EXERCISE:
Beginning at whichever line contains "Some(value) if !value.trim().is_empty()", reproduce each line of the records below word for word, ending with the last, and add nothing.

SOURCE DATA:
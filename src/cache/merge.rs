//! Read-merge-write rules for cached records.
//!
//! Scalars take the newer value only when the newer value is present.
//! Reviews, images and e-mails accumulate; nothing already captured is lost.

use std::collections::HashSet;

use crate::quality;
use crate::record::Record;

/// Merge `incoming` onto `existing`, returning the combined record.
pub fn merge_records(existing: &Record, incoming: &Record) -> Record {
    let mut merged = existing.clone();

    if !incoming.name.trim().is_empty() {
        merged.name = incoming.name.clone();
    }

    merged.cid = incoming.cid.or(existing.cid);
    merged.place_id = newer(&existing.place_id, &incoming.place_id);
    merged.address = newer(&existing.address, &incoming.address);
    merged.phone = newer(&existing.phone, &incoming.phone);
    merged.website = newer(&existing.website, &incoming.website);
    merged.location = incoming.location.or(existing.location);
    merged.plus_code = newer(&existing.plus_code, &incoming.plus_code);
    merged.category = newer(&existing.category, &incoming.category);
    merged.rating = incoming.rating.or(existing.rating);
    merged.review_count = incoming.review_count.or(existing.review_count);
    merged.price_range = newer(&existing.price_range, &incoming.price_range);
    merged.hours = newer(&existing.hours, &incoming.hours);
    merged.status = newer(&existing.status, &incoming.status);
    merged.description = newer(&existing.description, &incoming.description);
    merged.source_url = newer(&existing.source_url, &incoming.source_url);

    for email in &incoming.emails {
        if !merged.emails.contains(email) {
            merged.emails.push(email.clone());
        }
    }

    let mut seen_reviews: HashSet<String> = merged.reviews.iter().map(|r| r.dedup_key()).collect();
    for review in &incoming.reviews {
        if seen_reviews.insert(review.dedup_key()) {
            merged.reviews.push(review.clone());
        }
    }

    let mut seen_images: HashSet<String> = merged.images.iter().map(|i| i.url.clone()).collect();
    for image in &incoming.images {
        if seen_images.insert(image.url.clone()) {
            merged.images.push(image.clone());
        }
    }

    merged.extracted_at = existing.extracted_at.max(incoming.extracted_at);
    merged.quality_score = quality::score(&merged);
    merged
}

fn newer(existing: &Option<String>, incoming: &Option<String>) -> Option<String> {
    match incoming {
        Some(value) if !value.trim().is_empty() => Some(value.clone()),
        _ => existing.clone(),
    }
}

OUTPUT BELOW:
        Some(value) if !value.trim().is_empty() => Some(value.clone()),
        _ => existing.clone(),
    }
}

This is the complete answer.